Help me: I don't understand about the "burden" of having bundled libraries? That is perfectly normal for any application on OSX and Windows anyway? In OSX you do not even get an application icon if you do not use an app bundle. On windows this is what installers are for. On Linux people usually do NOT want stuff be bundled which is easily installed by the distribution.
I also do not see the need for a Nim OO wrapper on top of the GUI library. At least not widgets related. I would be happy to write everything just once and use the native OO abstraction of a mature GUI library above a wrapper which abstracts that to different GUI libraries (again). After all this was the reason to pick wxWidgets. It (mostly) works out of the box on all those systems.
BTW. I wrote wxPython Apps for WindowsNT which are still working in Windows 8.1 but also on OSX and Ubuntu. Actually I still use wxGlade on Windows XP to modify and make installers.
The app I am working on will allow the computer-challenged to create apps. Hence no complexity - installation is just ONE file, apps produced are just ONE file. I have no OSX experience at all - something new to learn. What was said about requiring "bundles" is alarming.
So, no "DLL Hell" - No "Oh dear, your program doesn't work anymore because your system upgraded the XYZ.dll to version PQR - so sorry!".
That is why Nim is so appealing - a Nim app works "out of the box" - no library installation necessary. Hence even when a new release of Nim comes out, the existing Nim binaries will still work. Of course, the Nim development environment has to be installed - but the clients will not be writing Nim apps.
BTW, is there an XCB "wrapper" anywhere. I haven't checked it out thoroughly, but XCB might solve my problem.
Have I misunderstood that a Nim wrapper can just be a file declaring the types and names of the resources in a C library and the Nim app just calls the library procs directly without any kind of adaptor code?
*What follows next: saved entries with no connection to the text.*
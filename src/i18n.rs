use gettextrs::{LocaleCategory, bindtextdomain, setlocale, textdomain};
use tracing::warn;

pub const GETTEXT_PACKAGE: &str = "concentration";
const LOCALE_DIR: &str = "/usr/share/locale";

/// Untranslated English is used whenever any step here fails.
pub fn init() {
    setlocale(LocaleCategory::LcAll, "");
    if let Err(err) = bindtextdomain(GETTEXT_PACKAGE, LOCALE_DIR) {
        warn!(%err, "could not bind translations");
        return;
    }
    if let Err(err) = textdomain(GETTEXT_PACKAGE) {
        warn!(%err, "could not select translation domain");
    }
}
Though not technically a GUI library, have you thought about using something like SDL? If the GUI is simple enough, and you don't need a native look, you could use that. There's also some other nice graphics libraries such as Allegro.
Regarding what a Nim wrapper is, you are correct that they are usually just the types and functions exported by the C library. That being said, it's not always fun using basic wrappers like that, as you must write the Nim code in a C style, using typecasts and such. More advanced wrappers usually perform such trivial (or sometimes nontrivial) operations for you.
what about sciter?
it's cross-platform, lightweight (single dll: 3-5mb [1mb if you compress with upx]), uses html + tiscript(modified js) + css
but there are no nim bindings yet
there is a (c/cpp) api for embedding: https://github.com/c-smile/sciter-sdk
https://github.com/c-smile/sciter-sdk
I did not know about sciter - interesting. I had done an html/css gui for my app in go - but had some problems porting it to nim because of lack of "go-routines". I thought I would wait for the threading model to settle down some before trying again.
The downside was that only chrome/chromium had the command line support to remove the web decorations from the main window - so clients with some other browser would either suffer a bulky main window or have to install chrome - which would be at the upper level of their tolerance for "computer stuff". There was also some flicker when windows were resized - but maybe that was because of "go".
Sciter looked like a commercial product - a quick look did not show pricing?
Sciter's website says:
"Sciter is free if you use it in binary form as it is published on the site"
"You are on your own - so no warranties implied"
"FREE
stands for free usage of sciter32.dll/sciter64.dll (Windows), sciter-osx-64.dylib (OS X) and sciter-gtk-64.so (Linux) as they are published on the site in public SDK release. You are allowed to use them according to terms of license.htm included in public SDK distribution."